8・業火の日

炎の中、マグマの中は高温で、おそらく地球上の生物は生きながらえないだろう。

そうか。北極は灼熱のマグマ地獄ではない。
地球の常識だ。なぜ常識を疑わせようとしたんだ…。
何か裏がある。人工物か、異常気象か…。
【パスティーユ・フラワー】のパイロットは異常気象と言っていた。
異常気象はありえない。
地球の他の惑星も、気象の変化は時間をかけてゆっくりと進行している。昨今の地球の異常気象も、背景に温暖化が関わっている事が原因、と言われている。
急速に大地が変化する程の荒れ模様は聞いたことがない。

だとすれば、地球人の人工物しかないだろう。
マグマの流れは滑らかだった。
雲の形の輪郭も、現実に存在するかの如く複雑に描かれていた。
地球人でここまで細かく演出できるのは、映像技術の類ではと仮説した。
『俺のトラウマを刺激したわけか…。

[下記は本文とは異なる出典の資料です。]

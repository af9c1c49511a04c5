//! Weighted pool swap math
//!
//! Balances and amounts are upscaled 18-decimal values; weights are normalized
//! 18-decimal fractions.

use crate::error::{AmmError, Result};
use crate::fixed_point::{complement, div_down, div_up, mul_down, mul_up, one, pow_up};
use bn::DecFixedPointNumber;

/// Swaps may not move more than 30% of a balance
pub fn max_in_ratio() -> DecFixedPointNumber {
    DecFixedPointNumber::from_mantissa(3u64.into(), 1).set_precision(18)
}

pub fn max_out_ratio() -> DecFixedPointNumber {
    max_in_ratio()
}

/// `balance_out * (1 - (balance_in / (balance_in + amount_in))^(weight_in / weight_out))`
pub fn calc_out_given_in(
    balance_in: &DecFixedPointNumber,
    weight_in: &DecFixedPointNumber,
    balance_out: &DecFixedPointNumber,
    weight_out: &DecFixedPointNumber,
    amount_in: &DecFixedPointNumber,
) -> Result<DecFixedPointNumber> {
    if amount_in > &mul_down(balance_in, &max_in_ratio()) {
        return Err(AmmError::MaxInRatio);
    }

    // base rounds up so the power (and the amount out) rounds down
    let denominator = balance_in + amount_in;
    let base = div_up(balance_in, &denominator)?;
    let exponent = div_down(weight_in, weight_out)?;
    let power = pow_up(&base, &exponent)?;

    Ok(mul_down(balance_out, &complement(&power)))
}

/// `balance_in * ((balance_out / (balance_out - amount_out))^(weight_out / weight_in) - 1)`
pub fn calc_in_given_out(
    balance_in: &DecFixedPointNumber,
    weight_in: &DecFixedPointNumber,
    balance_out: &DecFixedPointNumber,
    weight_out: &DecFixedPointNumber,
    amount_out: &DecFixedPointNumber,
) -> Result<DecFixedPointNumber> {
    if amount_out > &mul_down(balance_out, &max_out_ratio()) {
        return Err(AmmError::MaxOutRatio);
    }

    let base = div_up(balance_out, &(balance_out - amount_out))?;
    let exponent = div_up(weight_out, weight_in)?;
    let power = pow_up(&base, &exponent)?;

    let ratio = &power - &one();
    Ok(mul_up(balance_in, &ratio))
}

/// Price of the `in` token in units of the `out` token, ignoring fees
pub fn calc_spot_price(
    balance_in: &DecFixedPointNumber,
    weight_in: &DecFixedPointNumber,
    balance_out: &DecFixedPointNumber,
    weight_out: &DecFixedPointNumber,
) -> Result<DecFixedPointNumber> {
    let numerator = div_down(balance_out, weight_out)?;
    let denominator = div_up(balance_in, weight_in)?;
    div_down(&numerator, &denominator)
}
//! AMM math errors
//!
//! Variants mirror the revert reasons of the on-chain libraries so a failed quote can be
//! matched against what the pool contract itself would have reported.

use bn::NumberError;
use thiserror::Error;

#[derive(Debug, Error, Clone, PartialEq, Eq)]
pub enum AmmError {
    #[error("X_OUT_OF_BOUNDS: base must be below 2^255")]
    XOutOfBounds,

    #[error("Y_OUT_OF_BOUNDS: exponent must be below 2^254 / 1e20")]
    YOutOfBounds,

    #[error("PRODUCT_OUT_OF_BOUNDS: ln(x) * y outside the natural exponent range")]
    ProductOutOfBounds,

    #[error("INVALID_EXPONENT: exponent outside [-41, 130]")]
    InvalidExponent,

    #[error("OUT_OF_BOUNDS: logarithm argument must be positive")]
    OutOfBounds,

    #[error("ZERO_DIVISION")]
    ZeroDivision,

    #[error("SUB_OVERFLOW: {a} - {b} underflows")]
    SubOverflow { a: String, b: String },

    #[error("MAX_IN_RATIO: amount in exceeds 30% of the pool balance")]
    MaxInRatio,

    #[error("MAX_OUT_RATIO: amount out exceeds 30% of the pool balance")]
    MaxOutRatio,

    #[error("STABLE_INVARIANT_DIDNT_CONVERGE")]
    StableInvariantDidntConverge,

    #[error("STABLE_GET_BALANCE_DIDNT_CONVERGE")]
    StableGetBalanceDidntConverge,

    #[error("Token index {index} out of range for pool with {len} tokens")]
    InvalidTokenIndex { index: usize, len: usize },

    #[error("Invalid sqrt price {value}: outside [MIN_SQRT_RATIO, MAX_SQRT_RATIO)")]
    InvalidSqrtPrice { value: String },

    #[error("Pool state mismatch: {0}")]
    InvalidPoolState(String),
}

impl AmmError {
    /// Revert-reason style code
    pub fn code(&self) -> &'static str {
        match self {
            Self::XOutOfBounds => "X_OUT_OF_BOUNDS",
            Self::YOutOfBounds => "Y_OUT_OF_BOUNDS",
            Self::ProductOutOfBounds => "PRODUCT_OUT_OF_BOUNDS",
            Self::InvalidExponent => "INVALID_EXPONENT",
            Self::OutOfBounds => "OUT_OF_BOUNDS",
            Self::ZeroDivision => "ZERO_DIVISION",
            Self::SubOverflow { .. } => "SUB_OVERFLOW",
            Self::MaxInRatio => "MAX_IN_RATIO",
            Self::MaxOutRatio => "MAX_OUT_RATIO",
            Self::StableInvariantDidntConverge => "STABLE_INVARIANT_DIDNT_CONVERGE",
            Self::StableGetBalanceDidntConverge => "STABLE_GET_BALANCE_DIDNT_CONVERGE",
            Self::InvalidTokenIndex { .. } => "INVALID_TOKEN",
            Self::InvalidSqrtPrice { .. } => "INVALID_SQRT_PRICE",
            Self::InvalidPoolState(_) => "INVALID_POOL_STATE",
        }
    }
}

impl From<NumberError> for AmmError {
    fn from(err: NumberError) -> Self {
        match err {
            NumberError::DivisionByZero => Self::ZeroDivision,
            other => Self::InvalidPoolState(other.to_string()),
        }
    }
}

pub type Result<T> = std::result::Result<T, AmmError>;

ククク、随分姑息な真似をしてくれたな、クソガキ共!』
足裏からバーニアを噴射していた。
俺は全身を上昇させていた。地上へ、空中へ出るために。

もう阻む難敵はいない。
能力をフルに使って、ガキ共を落としてやろう。
真面目に教育を受ければよかった、と後悔するほどに。

クソガキ共。貴様らに幸福など望めない。俺が終わらせるのだから。